Without resorting to dedicated and specialist panels, or multifunction displays like the Thrustmaster MFD's, until now the only other option was to bring out the soldering tin, buy the parts and assemble something yourself either by own design or by buying a kit.
Now, all you need is a tablet, either of the Android or iOS flavor, a simulation that will recognize more than one controller, and you're all set to take to the skies with a panel that is increasing ease of use, and is making your hobby more fun at the same time.
Touch Pilot One - Android
Touch Pilot One - iPad
Touch Pilot One
I've tested the Touch Pilot One app for Android, and the interface on the tablet is self explanatory as there are buttons grouped for ease of use and by category, for various systems.
They include a group for auxiliary systems, one for lights, power, engine, brakes, comms, flight control and sim control.

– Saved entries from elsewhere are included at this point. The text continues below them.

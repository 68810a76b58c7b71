use super::*;
use bluff_auction::*;
use bluff_core::*;
use std::collections::HashMap;
use std::sync::atomic::AtomicU64;
use std::sync::atomic::Ordering;
use tokio::sync::Mutex;

/// Per-match book kept by [`MemoryLedger`].
#[derive(Debug, Clone)]
struct Book {
    status: Status,
    round: Round,
    seats: [Seat; 2],
    commits: [Option<Commitment>; 2],
    reveals: [Option<Chips>; 2],
}

impl Book {
    fn open(deposit: Chips) -> Self {
        Self {
            status: Status::Waiting,
            round: 0,
            seats: [
                Seat {
                    balance: deposit,
                    wins: 0,
                },
                Seat::default(),
            ],
            commits: [None; 2],
            reveals: [None; 2],
        }
    }
    fn snapshot(&self) -> Snapshot {
        Snapshot {
            status: self.status,
            round: self.round,
            seats: self.seats,
        }
    }
    /// Both bids are public: charge both, credit the higher, advance.
    fn settle(&mut self, rules: &Rules) {
        let [Some(a), Some(b)] = self.reveals else {
            return;
        };
        self.seats[0].balance -= a;
        self.seats[1].balance -= b;
        if let Some(slot) = Outcome::resolve(a, b).winner() {
            self.seats[slot.index()].wins += 1;
        }
        self.commits = [None; 2];
        self.reveals = [None; 2];
        if rules.is_final(self.round) {
            self.status = Status::Completed;
        } else {
            self.round += 1;
        }
    }
}

/// In-process ledger with the same rules a hosted escrow enforces.
///
/// Deposits must equal the configured deposit. Each slot commits once and
/// reveals once per round; a reveal must open its commitment and fit both
/// the bid ceiling and the remaining balance. Rounds settle when the second
/// reveal lands, and the match completes after the last round settles.
#[derive(Debug)]
pub struct MemoryLedger {
    rules: Rules,
    books: Mutex<HashMap<MatchId, Book>>,
    counter: AtomicU64,
}

impl Default for MemoryLedger {
    fn default() -> Self {
        Self::new(Rules::default())
    }
}

impl MemoryLedger {
    pub fn new(rules: Rules) -> Self {
        Self {
            rules,
            books: Mutex::new(HashMap::new()),
            counter: AtomicU64::new(1),
        }
    }
    pub fn rules(&self) -> &Rules {
        &self.rules
    }
    fn expect(&self, deposit: Chips) -> Result<(), LedgerError> {
        match deposit == self.rules.deposit {
            true => Ok(()),
            false => Err(LedgerError::Deposit {
                expected: self.rules.deposit,
                actual: deposit,
            }),
        }
    }
}

fn active(id: MatchId, book: &Book) -> Result<(), LedgerError> {
    match book.status {
        Status::Active => Ok(()),
        status => Err(LedgerError::Status { id, status }),
    }
}

#[async_trait::async_trait]
impl Ledger for MemoryLedger {
    async fn create(&self, deposit: Chips) -> Result<MatchId, LedgerError> {
        self.expect(deposit)?;
        let id = self.counter.fetch_add(1, Ordering::Relaxed);
        self.books.lock().await.insert(id, Book::open(deposit));
        log::debug!("[ledger] match {} created", id);
        Ok(id)
    }
    async fn join(&self, id: MatchId, deposit: Chips) -> Result<(), LedgerError> {
        self.expect(deposit)?;
        let mut books = self.books.lock().await;
        let book = books.get_mut(&id).ok_or(LedgerError::Unknown(id))?;
        match book.status {
            Status::Waiting => {
                book.seats[Slot::B.index()].balance = deposit;
                book.status = Status::Active;
                book.round = 1;
                log::debug!("[ledger] match {} joined", id);
                Ok(())
            }
            status => Err(LedgerError::Status { id, status }),
        }
    }
    async fn commit(&self, id: MatchId, slot: Slot, commitment: Commitment) -> Result<(), LedgerError> {
        let mut books = self.books.lock().await;
        let book = books.get_mut(&id).ok_or(LedgerError::Unknown(id))?;
        active(id, book)?;
        if book.commits[slot.index()].is_some() {
            return Err(LedgerError::Duplicate { id, slot });
        }
        book.commits[slot.index()] = Some(commitment);
        log::trace!("[ledger] match {} slot {} committed {}", id, slot, commitment);
        Ok(())
    }
    async fn reveal(&self, id: MatchId, slot: Slot, bid: Chips, nonce: Nonce) -> Result<(), LedgerError> {
        let mut books = self.books.lock().await;
        let book = books.get_mut(&id).ok_or(LedgerError::Unknown(id))?;
        active(id, book)?;
        let [Some(a), Some(b)] = book.commits else {
            return Err(LedgerError::Premature { id, slot });
        };
        if book.reveals[slot.index()].is_some() {
            return Err(LedgerError::Duplicate { id, slot });
        }
        let commitment = match slot {
            Slot::A => a,
            Slot::B => b,
        };
        if !commitment.opens(bid, &nonce) {
            return Err(LedgerError::Mismatch { id, slot });
        }
        if !self.rules.is_legal(bid, book.seats[slot.index()].balance) {
            return Err(LedgerError::Overdraft { id, slot, bid });
        }
        book.reveals[slot.index()] = Some(bid);
        book.settle(&self.rules);
        log::trace!("[ledger] match {} slot {} revealed {}", id, slot, bid);
        Ok(())
    }
    async fn cancel(&self, id: MatchId) -> Result<(), LedgerError> {
        let mut books = self.books.lock().await;
        let book = books.get_mut(&id).ok_or(LedgerError::Unknown(id))?;
        match book.status {
            Status::Waiting => {
                book.status = Status::Cancelled;
                log::debug!("[ledger] match {} cancelled", id);
                Ok(())
            }
            status => Err(LedgerError::Status { id, status }),
        }
    }
    async fn state(&self, id: MatchId) -> Result<Snapshot, LedgerError> {
        self.books
            .lock()
            .await
            .get(&id)
            .map(Book::snapshot)
            .ok_or(LedgerError::Unknown(id))
    }
    async fn forget(&self, id: MatchId) -> Result<(), LedgerError> {
        let mut books = self.books.lock().await;
        let book = books.get(&id).ok_or(LedgerError::Unknown(id))?;
        match book.status {
            Status::Completed | Status::Cancelled => {
                books.remove(&id);
                log::debug!("[ledger] match {} forgotten", id);
                Ok(())
            }
            status => Err(LedgerError::Status { id, status }),
        }
    }
}

#[cfg(test)]
mod tests {
    use super::*;
    async fn opened(ledger: &MemoryLedger) -> MatchId {
        let id = ledger.create(DEPOSIT).await.unwrap();
        ledger.join(id, DEPOSIT).await.unwrap();
        id
    }
    async fn round(ledger: &MemoryLedger, id: MatchId, a: Chips, b: Chips) {
        let (x, y) = (Ballot::seal(a), Ballot::seal(b));
        ledger.commit(id, Slot::A, x.commitment()).await.unwrap();
        ledger.commit(id, Slot::B, y.commitment()).await.unwrap();
        ledger.reveal(id, Slot::A, a, x.nonce()).await.unwrap();
        ledger.reveal(id, Slot::B, b, y.nonce()).await.unwrap();
    }
    #[tokio::test]
    async fn lifecycle_waiting_active_completed() {
        let ledger = MemoryLedger::default();
        let id = ledger.create(DEPOSIT).await.unwrap();
        assert_eq!(ledger.state(id).await.unwrap().status, Status::Waiting);
        ledger.join(id, DEPOSIT).await.unwrap();
        let state = ledger.state(id).await.unwrap();
        assert_eq!(state.status, Status::Active);
        assert_eq!(state.round, 1);
        for _ in 0..ROUNDS {
            round(&ledger, id, 1, 0).await;
        }
        let state = ledger.state(id).await.unwrap();
        assert_eq!(state.status, Status::Completed);
        assert_eq!(state.wins(), [5, 0]);
        assert_eq!(state.balances(), [15, 20]);
    }
    #[tokio::test]
    async fn both_bids_are_charged() {
        let ledger = MemoryLedger::default();
        let id = opened(&ledger).await;
        round(&ledger, id, 3, 4).await;
        let state = ledger.state(id).await.unwrap();
        assert_eq!(state.balances(), [17, 16]);
        assert_eq!(state.wins(), [0, 1]);
        assert_eq!(state.round, 2);
    }
    #[tokio::test]
    async fn tie_awards_nobody() {
        let ledger = MemoryLedger::default();
        let id = opened(&ledger).await;
        round(&ledger, id, 2, 2).await;
        assert_eq!(ledger.state(id).await.unwrap().wins(), [0, 0]);
    }
    #[tokio::test]
    async fn reveal_waits_for_both_commits() {
        let ledger = MemoryLedger::default();
        let id = opened(&ledger).await;
        let ballot = Ballot::seal(2);
        ledger.commit(id, Slot::A, ballot.commitment()).await.unwrap();
        let early = ledger.reveal(id, Slot::A, 2, ballot.nonce()).await;
        assert_eq!(early, Err(LedgerError::Premature { id, slot: Slot::A }));
    }
    #[tokio::test]
    async fn double_commit_is_refused() {
        let ledger = MemoryLedger::default();
        let id = opened(&ledger).await;
        let ballot = Ballot::seal(2);
        ledger.commit(id, Slot::B, ballot.commitment()).await.unwrap();
        let again = ledger.commit(id, Slot::B, ballot.commitment()).await;
        assert_eq!(again, Err(LedgerError::Duplicate { id, slot: Slot::B }));
    }
    #[tokio::test]
    async fn reveal_must_open_commitment() {
        let ledger = MemoryLedger::default();
        let id = opened(&ledger).await;
        let (x, y) = (Ballot::seal(2), Ballot::seal(1));
        ledger.commit(id, Slot::A, x.commitment()).await.unwrap();
        ledger.commit(id, Slot::B, y.commitment()).await.unwrap();
        let lie = ledger.reveal(id, Slot::A, 3, x.nonce()).await;
        assert_eq!(lie, Err(LedgerError::Mismatch { id, slot: Slot::A }));
    }
    #[tokio::test]
    async fn reveal_above_ceiling_is_refused() {
        let ledger = MemoryLedger::default();
        let id = opened(&ledger).await;
        let (x, y) = (Ballot::seal(MAX_BID + 1), Ballot::seal(1));
        ledger.commit(id, Slot::A, x.commitment()).await.unwrap();
        ledger.commit(id, Slot::B, y.commitment()).await.unwrap();
        let greedy = ledger.reveal(id, Slot::A, MAX_BID + 1, x.nonce()).await;
        assert!(matches!(greedy, Err(LedgerError::Overdraft { .. })));
    }
    #[tokio::test]
    async fn cancel_only_while_waiting() {
        let ledger = MemoryLedger::default();
        let id = ledger.create(DEPOSIT).await.unwrap();
        ledger.cancel(id).await.unwrap();
        assert_eq!(ledger.state(id).await.unwrap().status, Status::Cancelled);
        assert!(ledger.join(id, DEPOSIT).await.is_err());
        let live = opened(&ledger).await;
        assert!(matches!(
            ledger.cancel(live).await,
            Err(LedgerError::Status { status: Status::Active, .. })
        ));
    }
    #[tokio::test]
    async fn only_settled_matches_are_forgotten() {
        let ledger = MemoryLedger::default();
        let live = opened(&ledger).await;
        assert!(matches!(
            ledger.forget(live).await,
            Err(LedgerError::Status { status: Status::Active, .. })
        ));
        for _ in 0..ROUNDS {
            round(&ledger, live, 1, 0).await;
        }
        ledger.forget(live).await.unwrap();
        assert_eq!(ledger.state(live).await, Err(LedgerError::Unknown(live)));
        let idle = ledger.create(DEPOSIT).await.unwrap();
        ledger.cancel(idle).await.unwrap();
        ledger.forget(idle).await.unwrap();
        assert_eq!(ledger.forget(idle).await, Err(LedgerError::Unknown(idle)));
    }
    #[tokio::test]
    async fn wrong_deposit_is_refused() {
        let ledger = MemoryLedger::default();
        assert!(matches!(
            ledger.create(DEPOSIT + 1).await,
            Err(LedgerError::Deposit { .. })
        ));
    }
    #[tokio::test]
    async fn unknown_match_is_reported() {
        let ledger = MemoryLedger::default();
        assert_eq!(ledger.state(42).await, Err(LedgerError::Unknown(42)));
    }
}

There are sliders you can use for controlling for example: cowl, radiator, spoilers, carburetor heat, fuel mixture, or whichever other function you prefer, as long as the sim supports using an axis for these controls.
Apart from the app which of course goes on your tablet, you will need Touch Pilot Server installed on your PC to take care of the mapping between sim and app, as well as installing the right virtual joystick drivers.
The Touch Pilot Server download contains the necessary drivers and they are wholly certified so installing this and getting the solution up and running is quick and easy.
I have tested and verified it works with:
- Combat Flight Simulator 3
- Over Flanders Fields
- Rise of Flight
Beta testers have reported it also works with Aces High. As previously mentioned, it should work with any simulation supporting more than one controller.
I have been able to assign pitch, bank and yaw trim to the sliders in Battle of Britain 2: Wings of Victory, as these adjustments seem to make sense to me. BoB2 WoV however seems to be designed with hard-coded keyboard shortcuts for many functions such as applying brakes, sliding the canopy open/shut, and of course it was designed with the interactive cockpits in mind; where you point with the mouse and click to switch magnetos on/off, prime the engine, lower or raise the undercarriage, etc..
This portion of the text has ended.